Olisqueando el aroma a kebab recién hecho, nos cruzamos con hombres y mujeres que comían pipas, y nos perdimos entre las tiendas de especias, las verdulerías, los puestos de papel higiénico, cordones para zapatos, pirámides de jabón, calcetines y queso fresco, Vimos dentaduras de oro y uniformes antiguos, puestos de venta de cuerdas, arneses, escobas… Vimos también hombres fornidos, con los torsos desnudos, alquilando sus brazos y mujeres vestidas con indumentarias centelleantes y pañuelos floreados. Turbantes tayikos, casquetes uzbecos, puntiagudos gorros de fieltro kirguises y sombreros de piel turcomanos se mezclan en una actividad vieja como el tiempo que sin embargo en nuestros países se ha convertido en una obligación aséptica, donde el contacto humano se evita siempre que es posible y los vendedores raramente se hallan personalmente involucrados. El griterío, la agitación y la pasión de los vendedores de este mercado es estimulante.

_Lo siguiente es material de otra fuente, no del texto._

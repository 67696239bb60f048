use crate::{
    error::{CffError, CffResult},
    parse_binary::BinaryParser,
};

use super::strings::Sid;

/// Technical Note #5176 caps DICT operand stacks at 48 entries
const MAX_OPERANDS: usize = 48;

/// A DICT operator: one byte in `0..=21`, or `12` followed by a second byte
#[derive(Debug, Clone, Copy, PartialEq, Eq, Hash, PartialOrd, Ord)]
pub struct DictKey(u16);

impl DictKey {
    pub const fn single(b0: u8) -> Self {
        Self(b0 as u16)
    }

    pub const fn escaped(b1: u8) -> Self {
        Self((12 << 8) | b1 as u16)
    }

    pub fn bytes(self) -> Vec<u8> {
        if self.0 >> 8 == 12 {
            vec![12, self.0 as u8]
        } else {
            vec![self.0 as u8]
        }
    }
}

/// How the operands preceding an operator are to be interpreted
#[derive(Debug, Clone, Copy, PartialEq, Eq)]
pub enum OperandKind {
    Number,
    Sid,
    Boolean,
    /// A fixed number of operands, or any non-zero number of them
    Array(Option<usize>),
    /// Delta-encoded array, kept as written
    Delta,
    Offset,
    /// Private DICT pointer, written as size then offset
    SizeOffset,
    /// Registry, Ordering, Supplement
    Ros,
}

#[derive(Debug, PartialEq)]
pub struct DictEntry {
    pub key: DictKey,
    pub name: &'static str,
    pub kind: OperandKind,
    pub default: &'static [f64],
}

const fn entry(
    key: DictKey,
    name: &'static str,
    kind: OperandKind,
    default: &'static [f64],
) -> DictEntry {
    DictEntry {
        key,
        name,
        kind,
        default,
    }
}

/// The operators a kind of DICT understands, in the order they are written
#[derive(Debug, PartialEq)]
pub struct DictSchema {
    pub name: &'static str,
    pub entries: &'static [DictEntry],
}

impl DictSchema {
    pub fn by_key(&self, key: DictKey) -> Option<&'static DictEntry> {
        self.entries.iter().find(|entry| entry.key == key)
    }

    pub fn by_name(&self, name: &str) -> Option<&'static DictEntry> {
        self.entries.iter().find(|entry| entry.name == name)
    }
}

use DictKey as K;
use OperandKind::*;

/// Top DICT operators; Font DICTs in an FDArray share this schema
pub static TOP_DICT_SCHEMA: DictSchema = DictSchema {
    name: "Top DICT",
    entries: &[
        entry(K::escaped(30), "ROS", Ros, &[]),
        entry(K::escaped(20), "SyntheticBase", Number, &[]),
        entry(K::single(0), "version", Sid, &[]),
        entry(K::single(1), "Notice", Sid, &[]),
        entry(K::escaped(0), "Copyright", Sid, &[]),
        entry(K::single(2), "FullName", Sid, &[]),
        entry(K::single(3), "FamilyName", Sid, &[]),
        entry(K::single(4), "Weight", Sid, &[]),
        entry(K::escaped(1), "isFixedPitch", Boolean, &[0.0]),
        entry(K::escaped(2), "ItalicAngle", Number, &[0.0]),
        entry(K::escaped(3), "UnderlinePosition", Number, &[-100.0]),
        entry(K::escaped(4), "UnderlineThickness", Number, &[50.0]),
        entry(K::escaped(5), "PaintType", Number, &[0.0]),
        entry(K::escaped(6), "CharstringType", Number, &[2.0]),
        entry(
            K::escaped(7),
            "FontMatrix",
            Array(Some(6)),
            &[0.001, 0.0, 0.0, 0.001, 0.0, 0.0],
        ),
        entry(K::single(13), "UniqueID", Number, &[]),
        entry(K::single(5), "FontBBox", Array(Some(4)), &[0.0, 0.0, 0.0, 0.0]),
        entry(K::escaped(8), "StrokeWidth", Number, &[0.0]),
        entry(K::single(14), "XUID", Array(None), &[]),
        entry(K::single(15), "charset", Offset, &[0.0]),
        entry(K::single(16), "Encoding", Offset, &[0.0]),
        entry(K::single(17), "CharStrings", Offset, &[]),
        entry(K::single(18), "Private", SizeOffset, &[]),
        entry(K::escaped(21), "PostScript", Sid, &[]),
        entry(K::escaped(22), "BaseFontName", Sid, &[]),
        entry(K::escaped(23), "BaseFontBlend", Delta, &[]),
        entry(K::escaped(31), "CIDFontVersion", Number, &[0.0]),
        entry(K::escaped(32), "CIDFontRevision", Number, &[0.0]),
        entry(K::escaped(33), "CIDFontType", Number, &[0.0]),
        entry(K::escaped(34), "CIDCount", Number, &[8720.0]),
        entry(K::escaped(35), "UIDBase", Number, &[]),
        // some consumers require FDSelect to be written before FDArray
        entry(K::escaped(37), "FDSelect", Offset, &[]),
        entry(K::escaped(36), "FDArray", Offset, &[]),
        entry(K::escaped(38), "FontName", Sid, &[]),
    ],
};

pub static PRIVATE_DICT_SCHEMA: DictSchema = DictSchema {
    name: "Private DICT",
    entries: &[
        entry(K::single(6), "BlueValues", Delta, &[]),
        entry(K::single(7), "OtherBlues", Delta, &[]),
        entry(K::single(8), "FamilyBlues", Delta, &[]),
        entry(K::single(9), "FamilyOtherBlues", Delta, &[]),
        entry(K::escaped(9), "BlueScale", Number, &[0.039625]),
        entry(K::escaped(10), "BlueShift", Number, &[7.0]),
        entry(K::escaped(11), "BlueFuzz", Number, &[1.0]),
        entry(K::single(10), "StdHW", Number, &[]),
        entry(K::single(11), "StdVW", Number, &[]),
        entry(K::escaped(12), "StemSnapH", Delta, &[]),
        entry(K::escaped(13), "StemSnapV", Delta, &[]),
        entry(K::escaped(14), "ForceBold", Boolean, &[0.0]),
        entry(K::escaped(17), "LanguageGroup", Number, &[0.0]),
        entry(K::escaped(18), "ExpansionFactor", Number, &[0.06]),
        entry(K::escaped(19), "initialRandomSeed", Number, &[0.0]),
        entry(K::single(20), "defaultWidthX", Number, &[0.0]),
        entry(K::single(21), "nominalWidthX", Number, &[0.0]),
        entry(K::single(19), "Subrs", Offset, &[]),
    ],
};

#[derive(Debug, Clone, PartialEq)]
pub enum DictValue {
    Number(f64),
    Sid(Sid),
    Bool(bool),
    Array(Vec<f64>),
    Delta(Vec<f64>),
    Offset(usize),
    SizeOffset { size: usize, offset: usize },
    Ros {
        registry: Sid,
        ordering: Sid,
        supplement: f64,
    },
}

También pensé en lo distintos que eran estos animados bazares de los vacíos y deprimentes mercados de otras ex repúblicas soviéticas o antiguos países comunistas, con estantes vacíos, vitrinas desangeladas y dependientas aburridas. Aquí, en Asia Central, la apisonadora soviética no había conseguido aniquilar completamente el espíritu comercial que durante miles de años se había ido asentando en estas tierras. En cuanto se vieron libres del yugo ruso, los mercados volvieron a llenarse de productos, compradores y vendedores. Aquella mañana, Siab me cautivó pues era un escenario distinto. No era espectacular por sus edificios ni era importante por sus mercancías, pero a su manera, era una de las llaves que lleva a comprender parte de la historia del hombre.

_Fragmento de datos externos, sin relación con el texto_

use crate::{
    error::{CffError, CffResult},
    parse_binary::BinaryParser,
};

/// Per-glyph Font DICT index of a CID-keyed font
#[derive(Debug, Clone, PartialEq, Eq)]
pub struct FdSelect {
    pub format: u8,
    pub fds: Vec<u8>,
}

impl FdSelect {
    pub fn new(format: u8, fds: Vec<u8>) -> Self {
        Self { format, fds }
    }

    pub fn parse<'a>(parser: &mut impl BinaryParser<'a>, n_glyphs: usize) -> CffResult<Self> {
        let format = parser.next()?;

        let fds = match format {
            0 => parser.slice(n_glyphs)?.to_vec(),
            3 => Self::parse_ranges(parser)?,
            format => {
                return Err(CffError::UnsupportedFormat {
                    table: "FDSelect",
                    format,
                })
            }
        };

        if fds.len() != n_glyphs {
            log::warn!(
                "FDSelect covers {} glyphs, but the font has {}",
                fds.len(),
                n_glyphs
            );
        }

        Ok(Self { format, fds })
    }

    /// Format 3: `{first, fd}` ranges closed by a sentinel GID, which decides
    /// how many glyphs are covered
    fn parse_ranges<'a>(parser: &mut impl BinaryParser<'a>) -> CffResult<Vec<u8>> {
        let n_ranges = parser.parse_u16()?;

        let mut ranges = Vec::with_capacity(n_ranges as usize);

        for i in 0..n_ranges {
            let mut first = parser.parse_u16()?;
            let fd = parser.next()?;

            if i == 0 && first != 0 {
                log::warn!("first FDSelect range starts at GID {}, not 0", first);
                first = 0;
            }

            ranges.push((first, fd));
        }

        let sentinel = parser.parse_u16()?;

        let mut fds = Vec::with_capacity(sentinel as usize);

        for (idx, &(first, fd)) in ranges.iter().enumerate() {
            let next = ranges.get(idx + 1).map_or(sentinel, |&(next, _)| next);

            if next < first {
                return Err(CffError::MalformedFont(
                    format!("FDSelect range at GID {} is out of order", first).into(),
                ));
            }

            fds.extend(std::iter::repeat(fd).take((next - first) as usize));
        }

        Ok(fds)
    }

    pub fn fd_index(&self, gid: u16) -> Option<u8> {
        self.fds.get(gid as usize).copied()
    }

    pub fn len(&self) -> usize {
        self.fds.len()
    }

    pub fn is_empty(&self) -> bool {
        self.fds.is_empty()
    }
}
use std::{borrow::Cow, fmt};

pub type CffResult<T> = Result<T, CffError>;

#[derive(Debug, Clone, PartialEq)]
pub enum CffError {
    /// The buffer ended in the middle of a read
    TruncatedInput,

    /// Bad offset size or decreasing offsets in an INDEX
    InvalidIndex(Cow<'static, str>),

    /// Byte 255 in a DICT, or operands that don't fit the operator's schema
    InvalidDictOperand(Cow<'static, str>),

    /// A structurally required piece of the font is missing or inconsistent
    MalformedFont(Cow<'static, str>),

    /// Unrecognized charset, encoding or FDSelect format byte
    UnsupportedFormat { table: &'static str, format: u8 },

    /// Charstring operand stack underflow
    StackUnderflow,

    /// Charstring operand stack overflow
    StackOverflow,

    /// The compiler was handed a value it would itself reject
    InvalidArgument(Cow<'static, str>),
}

impl fmt::Display for CffError {
    fn fmt(&self, f: &mut fmt::Formatter<'_>) -> fmt::Result {
        match self {
            Self::TruncatedInput => write!(f, "unexpected eof"),
            Self::InvalidIndex(msg) => write!(f, "invalid INDEX: {}", msg),
            Self::InvalidDictOperand(msg) => write!(f, "invalid DICT operand: {}", msg),
            Self::MalformedFont(msg) => write!(f, "malformed font: {}", msg),
            Self::UnsupportedFormat { table, format } => {
                write!(f, "unsupported {} format: {}", table, format)
            }
            Self::StackUnderflow => write!(f, "stack underflow"),
            Self::StackOverflow => write!(f, "stack overflow"),
            Self::InvalidArgument(msg) => write!(f, "invalid argument: {}", msg),
        }
    }
}

impl std::error::Error for CffError {}
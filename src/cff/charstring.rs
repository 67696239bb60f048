use fixed::{types::extra::U16, FixedI32};

use crate::{
    error::{CffError, CffResult},
    parse_binary::BinaryParser,
};

use super::{
    index::CffIndex,
    operator::{Operator, OperatorKind, ESCAPE},
};

pub(crate) type F16Dot16 = FixedI32<U16>;

/// Type 2 charstrings may not hold more than 48 operands at once
const MAX_STACK: usize = 48;

/// Maximum subroutine call depth
const MAX_SUBR_NESTING: usize = 10;

const TRANSIENT_ARRAY_LEN: usize = 32;

#[derive(Debug, Clone, PartialEq)]
pub enum Token {
    Number(f32),
    Operator(Operator),
    /// `hintmask` or `cntrmask` together with the mask bytes that follow it
    Mask { operator: Operator, mask: Vec<u8> },
    /// Unassigned one-byte operator
    Reserved(u8),
    /// Unassigned two-byte operator, holding the byte after the escape
    ReservedEscape(u8),
}

/// Accented character built from a base and accent glyph by a four-operand
/// `endchar`
#[derive(Debug, Clone, Copy, PartialEq)]
pub struct Seac {
    pub adx: f32,
    pub ady: f32,
    pub bchar: f32,
    pub achar: f32,
}

impl Seac {
    pub fn base_code(&self) -> u8 {
        self.bchar as u8
    }

    pub fn accent_code(&self) -> u8 {
        self.achar as u8
    }
}

/// One glyph's decoded charstring
#[derive(Debug, Clone, Default, PartialEq)]
pub struct CharstringProgram {
    pub tokens: Vec<Token>,
    /// Number of stem hints declared, including those declared in subroutines
    pub stem_count: usize,
    /// Width operand preceding the first stack-clearing operator, relative to
    /// `nominalWidthX`
    pub width: Option<f32>,
    /// Set when the program ends in a four-operand `endchar`; the operands
    /// stay in `tokens`, the `endchar` does not
    pub seac: Option<Seac>,
}

impl CharstringProgram {
    pub fn operators(&self) -> impl Iterator<Item = Operator> + '_ {
        self.tokens.iter().filter_map(|token| match token {
            Token::Operator(op) | Token::Mask { operator: op, .. } => Some(*op),
            _ => None,
        })
    }
}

Mi amigo Steve me propuso ir a explorar la parte más moderna de Samarcanda, algo acerca de lo cual yo guardaba bastantes reservas. Mucho me temía que los soviéticos habrían arrasado cualquier vestigio de la ciudad antigua para levantar sus ciclópeos y horrendos bloques de cemento. Pero aún así, decidí acompañarle. Descendimos por la avenida de Registán hasta llegar a la gran intersección con la calle Akhunbabayev, en cuyo centro se levanta una estatua de Tamerlán, personaje del cual hablaremos más adelante. Sobre un pedestal, el conquistador se sentaba en un trono de estilo asiático, con aire regio, sus manos reposando sobre una espada. Siniestro individuo para elevarlo al altar de símbolo nacional.

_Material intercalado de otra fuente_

impl<'a> CffParser<'a> {
    pub fn new(buffer: &'a [u8]) -> Self {
        Self::with_options(buffer, ParseOptions::default())
    }

    pub fn with_options(buffer: &'a [u8], options: ParseOptions) -> Self {
        Self {
            buffer,
            cursor: 0,
            options,
        }
    }

    pub fn parse(&mut self) -> CffResult<CffFont<'a>> {
        let header = self.parse_header()?;

        // the first four structures follow each other; everything else is
        // found through Top DICT offsets
        self.seek(header.header_size as usize)?;
        let name_index = parse_index(self)?;
        let top_dict_index = parse_index(self)?;
        let string_index = parse_index(self)?;
        let global_subrs = parse_index(self)?;

        let names = Self::parse_name_index(&name_index);
        let strings = Self::parse_string_index(&string_index);

        if top_dict_index.count() > 1 {
            log::info!(
                "CFF FontSet holds {} fonts, only the first is used",
                top_dict_index.count()
            );
        }

        let top_dict_data = top_dict_index
            .get(0)
            .ok_or(CffError::MalformedFont("empty Top DICT INDEX".into()))?;
        let top_dict = self.parse_font_dict(top_dict_data)?;

        let char_strings_offset = top_dict
            .dict
            .offset("CharStrings")
            .ok_or(CffError::MalformedFont("Top DICT has no CharStrings".into()))?;
        self.seek(char_strings_offset)?;
        let char_strings = parse_index(self)?;
        let n_glyphs = char_strings.count();

        let is_cid = top_dict.is_cid();

        let charset_offset = top_dict.dict.offset("charset").unwrap_or(0);
        self.seek(charset_offset)?;
        let charset = Charset::parse(self, n_glyphs, &strings, is_cid)?;

        let (encoding, fd_select, fd_array) = if is_cid {
            let fd_array = self.parse_fd_array(&top_dict.dict)?;
            let fd_select = self.parse_fd_select(&top_dict.dict, n_glyphs)?;

            (None, Some(fd_select), fd_array)
        } else {
            let encoding_offset = top_dict.dict.offset("Encoding").unwrap_or(0);
            self.seek(encoding_offset)?;
            let encoding = Encoding::parse(self, &strings, &charset)?;

            (Some(encoding), None, Vec::new())
        };

        let mut font = CffFont {
            header,
            names,
            strings,
            top_dict,
            global_subrs,
            char_strings,
            charset,
            encoding,
            fd_select,
            fd_array,
            seacs: BTreeMap::new(),
            widths: Vec::new(),
        };

        self.parse_char_strings(&mut font)?;

        Ok(font)
    }

    /// The header is expected at the start of the buffer, but some producers
    /// prepend garbage; everything before the first major version byte is
    /// skipped
    fn parse_header(&mut self) -> CffResult<CffHeader> {
        let start = self
            .buffer
            .iter()
            .position(|&b| b == 1)
            .ok_or(CffError::MalformedFont("no CFF header".into()))?;

        if start != 0 {
            log::info!("CFF data is shifted by {} bytes", start);
            self.buffer = &self.buffer[start..];
        }

        self.cursor = 0;

        let major = self.next()?;
        let minor = self.next()?;
        let header_size = self.next()?;
        let off_size = self.next()?;

        Ok(CffHeader {
            major,
            minor,
            header_size,
            off_size,
        })
    }

    pub fn parse_name_index(index: &CffIndex) -> Vec<String> {
        index.iter().map(sanitize_name).collect()
    }

    pub fn parse_string_index(index: &CffIndex) -> CffStrings {
        CffStrings::from_custom(
            index
                .iter()
                .map(|s| String::from_utf8_lossy(s).into_owned())
                .collect(),
        )
    }

    /// Parse a Top DICT or Font DICT along with its Private DICT
    fn parse_font_dict(&self, data: &[u8]) -> CffResult<TopDict<'a>> {
        let mut dict = CffDictInterpreter::parse(data, &TOP_DICT_SCHEMA)?;
        let private = self.parse_private_dict(&mut dict)?;

        Ok(TopDict { dict, private })
    }

    /// Replace a missing or unusable Private DICT with an empty one located
    /// at `[0, 0]`
    fn empty_private_dict(&self, parent: &mut Dict) -> CffResult<PrivateDict<'a>> {
        parent.set("Private", DictValue::SizeOffset { size: 0, offset: 0 })?;

        Ok(PrivateDict::empty())
    }

    fn parse_private_dict(&self, parent: &mut Dict) -> CffResult<PrivateDict<'a>> {
        let (size, offset) = match parent.get("Private") {
            Some(&DictValue::SizeOffset { size, offset }) => (size, offset),
            _ => return self.empty_private_dict(parent),
        };

        if size == 0 || offset >= self.buffer.len() {
            log::debug!("ignoring Private DICT of {} bytes at {}", size, offset);
            return self.empty_private_dict(parent);
        }

        let end = offset.saturating_add(size).min(self.buffer.len());
        let dict = CffDictInterpreter::parse(&self.buffer[offset..end], &PRIVATE_DICT_SCHEMA)?;

        let subrs_offset = match dict.offset("Subrs") {
            Some(subrs_offset) => subrs_offset,
            None => return Ok(PrivateDict::new(dict)),
        };

        // Subrs is relative to the start of the Private DICT
        let subrs_start = offset.saturating_add(subrs_offset);

        if subrs_offset == 0 || subrs_start >= self.buffer.len() {
            log::warn!("Private DICT has an invalid Subrs offset: {}", subrs_offset);
            return self.empty_private_dict(parent);
        }

        let mut cursor = ByteCursor::at(self.buffer, subrs_start)?;
        let subrs = parse_index(&mut cursor)?;

        Ok(PrivateDict {
            dict,
            subrs: Some(subrs),
        })
    }

    fn parse_fd_array(&mut self, top_dict: &Dict) -> CffResult<Vec<TopDict<'a>>> {
        let offset = top_dict
            .offset("FDArray")
            .ok_or(CffError::MalformedFont("CID-keyed font has no FDArray".into()))?;

        self.seek(offset)?;
        let index = parse_index(self)?;

        index
            .iter()
            .map(|data| self.parse_font_dict(data))
            .collect()
    }

    fn parse_fd_select(&mut self, top_dict: &Dict, n_glyphs: usize) -> CffResult<FdSelect> {
        let offset = top_dict
            .offset("FDSelect")
            .ok_or(CffError::MalformedFont("CID-keyed font has no FDSelect".into()))?;

        self.seek(offset)?;

        FdSelect::parse(self, n_glyphs)
    }

    /// Decode every glyph to find widths and seac compositions
    ///
    /// Glyphs that fail to decode don't fail the font; their programs are
    /// replaced by a lone `endchar`.
    fn parse_char_strings(&self, font: &mut CffFont<'a>) -> CffResult<()> {
        let mut seacs = BTreeMap::new();
        let mut widths = Vec::with_capacity(font.num_glyphs());
        let mut replaced = Vec::new();

        for gid in 0..font.num_glyphs() {
            let gid = u16::try_from(gid)
                .map_err(|_| CffError::MalformedFont("too many glyphs".into()))?;

            let private = match font.private_dict_for(gid) {
                Ok(private) => private,
                Err(e) => {
                    log::warn!("{}", e);
                    widths.push(font.top_dict.private.default_width_x() as f32);
                    replaced.push(gid);
                    continue;
                }
            };

            let charstring = font.char_strings.get(gid as usize).unwrap_or_default();

            let program = CharstringDecoder::new(self.options.seac_analysis)
                .with_subrs(Some(&font.global_subrs), private.subrs.as_ref())
                .decode(charstring);

            let program = match program {
                Ok(program) => program,
                Err(e) => {
                    log::warn!("invalid charstring for glyph {}: {}", gid, e);
                    widths.push(private.default_width_x() as f32);
                    replaced.push(gid);
                    continue;
                }
            };

            let width = match program.width {
                Some(width) => private.nominal_width_x() + width as f64,
                None => private.default_width_x(),
            };
            widths.push(width as f32);

            if let Some(seac) = program.seac {
                seacs.insert(gid, seac);
                replaced.push(gid);
            }
        }

        for gid in replaced {
            font.char_strings.set(gid as usize, LONE_ENDCHAR)?;
        }

        font.seacs = seacs;
        font.widths = widths;

        Ok(())
    }
}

Puede que Samarcanda cuente con un legado histórico extraordinario, pero lo cierto es que poco del mismo ha sobrevivido en algo material, concreto. Los soviéticos arrasaron la ciudad y se propusieron levantarla de nuevo de acuerdo con sus nefastas reglas urbanísticas. Días antes habíamos visto las consecuencias de esa filosofía en Bujara, pero al menos en esa ciudad el casco histórico se había respetado y podía disfrutarse casi íntegramente, limitándose la pesadilla de cemento a los alrededores de aquél. Durante un rato caminamos entre horribles bloques de hormigón e hileras de edificios administrativos de estilo comunista que invitaban al peatón a agachar la cabeza y tratar de pasar lo más inadvertido posible. Los monumentos históricos que han quedado en Samarcanda y que aún hacen de ella una visita ineludible, están dispersos aquí y allá, como islas en un mar de cemento.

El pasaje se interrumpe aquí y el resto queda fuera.